Discussion in 'Classics' started by liverpool00, Aug 5, 2011.




  1. Hi!





    I’m a Greek classics
    teacher. I am living in Greece and I’m interested in teaching classics in a UK
    school, but I don’t know exactly have to take to do so. So I need your
    guidance.





    I have got a QTS, but I
    have not any UK teaching experience. I don’t know exactly what pupils learn in
    Latin and Classical Greek, how they learn it and generally how things are done.






    I assume that schools are
    looking for teachers who combine good qualifications and teaching experience.
    For that reason, I reckon that my lack of UK school experience is a serious
    drawback. (Or am i wrong?)





    So, I would like your
    advice. What can I do to gain teaching experience?

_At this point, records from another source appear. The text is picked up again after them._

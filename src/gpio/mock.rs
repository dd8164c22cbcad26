//! In-memory GPIO peripheral for tests and simulation.

use super::{
    Direction, EdgeCallback, EdgeEvent, EdgeTrigger, GpioError, GpioLine, PeripheralManager,
};
use std::sync::{Arc, Mutex, MutexGuard, PoisonError};

#[derive(Default)]
struct MockLine {
    name: String,
    direction: Option<Direction>,
    edge: Option<EdgeTrigger>,
    callback: Option<EdgeCallback>,
    closes: usize,
}

#[derive(Default)]
struct MockState {
    lines: Vec<MockLine>,
    fail_open: bool,
    fail_close: bool,
}

type Shared = Arc<Mutex<MockState>>;

fn lock(state: &Shared) -> MutexGuard<'_, MockState> {
    state.lock().unwrap_or_else(PoisonError::into_inner)
}

/// Mock peripheral manager that records every line it opens.
#[derive(Default)]
pub struct MockPeripheralManager {
    state: Shared,
}

impl MockPeripheralManager {
    /// Creates a manager with no lines open.
    pub fn new() -> Self {
        Self::default()
    }

    /// Returns a handle for inspecting and driving the opened lines.
    pub fn handle(&self) -> MockGpioHandle {
        MockGpioHandle {
            state: Arc::clone(&self.state),
        }
    }
}

impl PeripheralManager for MockPeripheralManager {
    fn open_gpio(&mut self, name: &str) -> Result<Box<dyn GpioLine>, GpioError> {
        let mut state = lock(&self.state);
        if state.fail_open {
            return Err(GpioError::Open {
                pin: name.to_string(),
                reason: "injected failure".into(),
            });
        }
        state.lines.push(MockLine {
            name: name.to_string(),
            ..Default::default()
        });
        tracing::debug!(pin = name, "Mock GPIO opened");
        Ok(Box::new(MockGpioLine {
            index: state.lines.len() - 1,
            name: name.to_string(),
            state: Arc::clone(&self.state),
        }))
    }
}

struct MockGpioLine {
    index: usize,
    name: String,
    state: Shared,
}

impl MockGpioLine {
    fn with_line<R>(&self, f: impl FnOnce(&mut MockLine) -> R) -> R {
        let mut state = lock(&self.state);
        f(&mut state.lines[self.index])
    }
}

impl GpioLine for MockGpioLine {
    fn name(&self) -> &str {
        &self.name
    }

    fn set_direction(&mut self, direction: Direction) -> Result<(), GpioError> {
        self.with_line(|line| line.direction = Some(direction));
        Ok(())
    }

    fn set_edge_trigger(&mut self, trigger: EdgeTrigger) -> Result<(), GpioError> {
        self.with_line(|line| {
            if line.direction != Some(Direction::In) {
                return Err(GpioError::NotInput(line.name.clone()));
            }
            line.edge = Some(trigger);
            Ok(())
        })
    }

    fn register_edge_callback(&mut self, callback: EdgeCallback) -> Result<(), GpioError> {
        self.with_line(|line| line.callback = Some(callback));
        Ok(())
    }

    fn close(self: Box<Self>) -> Result<(), GpioError> {
        let mut state = lock(&self.state);
        let fail = state.fail_close;
        let line = &mut state.lines[self.index];
        line.closes += 1;
        line.callback = None;
        if fail {
            return Err(GpioError::Close("injected failure".into()));
        }
        Ok(())
    }
}

/// Test-side view of a [`MockPeripheralManager`].
#[derive(Clone)]
pub struct MockGpioHandle {
    state: Shared,
}

impl MockGpioHandle {
    /// Makes every subsequent `open_gpio` fail.
    pub fn fail_open(&self, fail: bool) {
        lock(&self.state).fail_open = fail;
    }

    /// Makes every subsequent `close` fail (the line still counts as closed).
    pub fn fail_close(&self, fail: bool) {
        lock(&self.state).fail_close = fail;
    }

    /// Number of lines opened so far.
    pub fn open_count(&self) -> usize {
        lock(&self.state).lines.len()
    }

    /// Names of the lines opened so far, in order.
    pub fn opened(&self) -> Vec<String> {
        lock(&self.state).lines.iter().map(|l| l.name.clone()).collect()
    }

    /// Direction of the most recently opened line.
    pub fn direction(&self) -> Option<Direction> {
        lock(&self.state).lines.last().and_then(|l| l.direction)
    }

    /// Edge trigger of the most recently opened line.
    pub fn edge_trigger(&self) -> Option<EdgeTrigger> {
        lock(&self.state).lines.last().and_then(|l| l.edge)
    }

    /// How many times the most recently opened line was closed.
    pub fn close_count(&self) -> usize {
        lock(&self.state).lines.last().map_or(0, |l| l.closes)
    }

    /// Whether the most recently opened line has a callback registered.
    pub fn has_callback(&self) -> bool {
        lock(&self.state)
            .lines
            .last()
            .is_some_and(|l| l.callback.is_some())
    }

    /// Simulates a falling edge on the most recently opened line.
    ///
    /// Returns `true` if a callback ran and asked to keep listening. A
    /// callback that returns `false` is unregistered.
    pub fn fire_edge(&self) -> bool {
        // The callback runs without the lock held so it may call back into
        // the mock.
        let (name, mut callback) = {
            let mut state = lock(&self.state);
            let Some(line) = state.lines.last_mut() else {
                return false;
            };
            if line.edge != Some(EdgeTrigger::Falling) && line.edge != Some(EdgeTrigger::Both) {
                return false;
            }
            let Some(callback) = line.callback.take() else {
                return false;
            };
            (line.name.clone(), callback)
        };

        let keep = callback(&EdgeEvent::now(name));

        if keep {
            let mut state = lock(&self.state);
            if let Some(line) = state.lines.last_mut() {
                if line.closes == 0 && line.callback.is_none() {
                    line.callback = Some(callback);
                }
            }
        }
        keep
    }
}

#[cfg(test)]
mod tests {
    use super::*;
    use std::sync::atomic::{AtomicUsize, Ordering};

    #[test]
    fn test_open_configure_and_fire() {
        let mut manager = MockPeripheralManager::new();
        let handle = manager.handle();
        let hits = Arc::new(AtomicUsize::new(0));

        let mut line = manager.open_gpio("BCM21").unwrap();
        line.set_direction(Direction::In).unwrap();
        line.set_edge_trigger(EdgeTrigger::Falling).unwrap();
        let counter = Arc::clone(&hits);
        line.register_edge_callback(Box::new(move |_: &EdgeEvent| {
            counter.fetch_add(1, Ordering::SeqCst);
            true
        }))
        .unwrap();

        assert!(handle.fire_edge());
        assert!(handle.fire_edge());
        assert_eq!(hits.load(Ordering::SeqCst), 2);
        assert_eq!(handle.opened(), vec!["BCM21".to_string()]);
    }

    #[test]
    fn test_callback_returning_false_unregisters() {
        let mut manager = MockPeripheralManager::new();
        let handle = manager.handle();

        let mut line = manager.open_gpio("BCM21").unwrap();
        line.set_direction(Direction::In).unwrap();
        line.set_edge_trigger(EdgeTrigger::Falling).unwrap();
        line.register_edge_callback(Box::new(|_: &EdgeEvent| false)).unwrap();

        assert!(!handle.fire_edge());
        assert!(!handle.has_callback());
    }

    #[test]
    fn test_edge_trigger_requires_input() {
        let mut manager = MockPeripheralManager::new();
        let mut line = manager.open_gpio("BCM21").unwrap();
        assert!(matches!(
            line.set_edge_trigger(EdgeTrigger::Falling),
            Err(GpioError::NotInput(_))
        ));
    }

    #[test]
    fn test_close_failure_still_counts() {
        let mut manager = MockPeripheralManager::new();
        let handle = manager.handle();
        handle.fail_close(true);

        let line = manager.open_gpio("BCM21").unwrap();
        assert!(line.close().is_err());
        assert_eq!(handle.close_count(), 1);
    }
}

    Thanks in anticipation.
     
  2. oliverferret

    oliverferret New commenter

    I know nothing about teaching classics but was talking about this very subject today with a girl who has just got a classics degree. She tells me that there is a shortage of classics teachers as most of the current teachers are approaching retirement age - the subject is now back in vogue but there are not enough teachers to meet demand. I would approach private/public schools in the area that you want to live in.
     
  3. lemoni122

    lemoni122 New commenter

    Για σου! If you want to find out first how we teach, and I can tell you it is different to the very traditional methods in the Greek world, I suggest you have a look at the Cambridge Latin website; www.cambridgescp.com
    Latin will be your bread and butter. Of course there are people out there who teach by traditional methods, but many secondary schools use the CLC.
    Are you aware of our examination system? There's a lot of stuff on exam boards' websites, which would allow you to become familiar with the targets of Common Entrance, GCSE and A Level/Pre-U in the classical languages.
    re teaching Ancient Greek, perhaps you could also get hold of text books, say through Amazon. I swear by Wilding 'Greek for Beginners' which contains nearly everything you need to learn for reading set books (ie literature for public exams), though you'd have to supplement it with your own grammar material, which is not contained within the book; references in the book are to a grammar by 'Abbot and Mansfield' which I find turgid and overfull. There is an excellent thin, relatively recently published grammar which is well set out, but I can't remember the author or title as I'm not at home as I write this.
    I don't care for 'Athenaze' or 'Thrasymachos' myself. I recommend John Taylor's recent text books 'Greek to GCSE' Parts 1 and 2, which are excellent but rather full for my situation where I don't have a lot of time to teach Greek. So I have to use them selectively. So I work through Wilding and then go onto the later chapters, 9 onwards in Part 2.
    As I have said elsewhere, there are quite a few Greeks teaching Classics in the UK. Why not join the OCR Classics teachers' e-community, where you can ask for advice and introduce yourself as a potential teacher? I have often seen Greek nationality correspondents teaching in English schools on that.
    I hope this is helpful. (BTW I hear there are about 70 Classicists retiring each year, and only 30 being trained, so you are in with a chance. The private sector is your best bet.)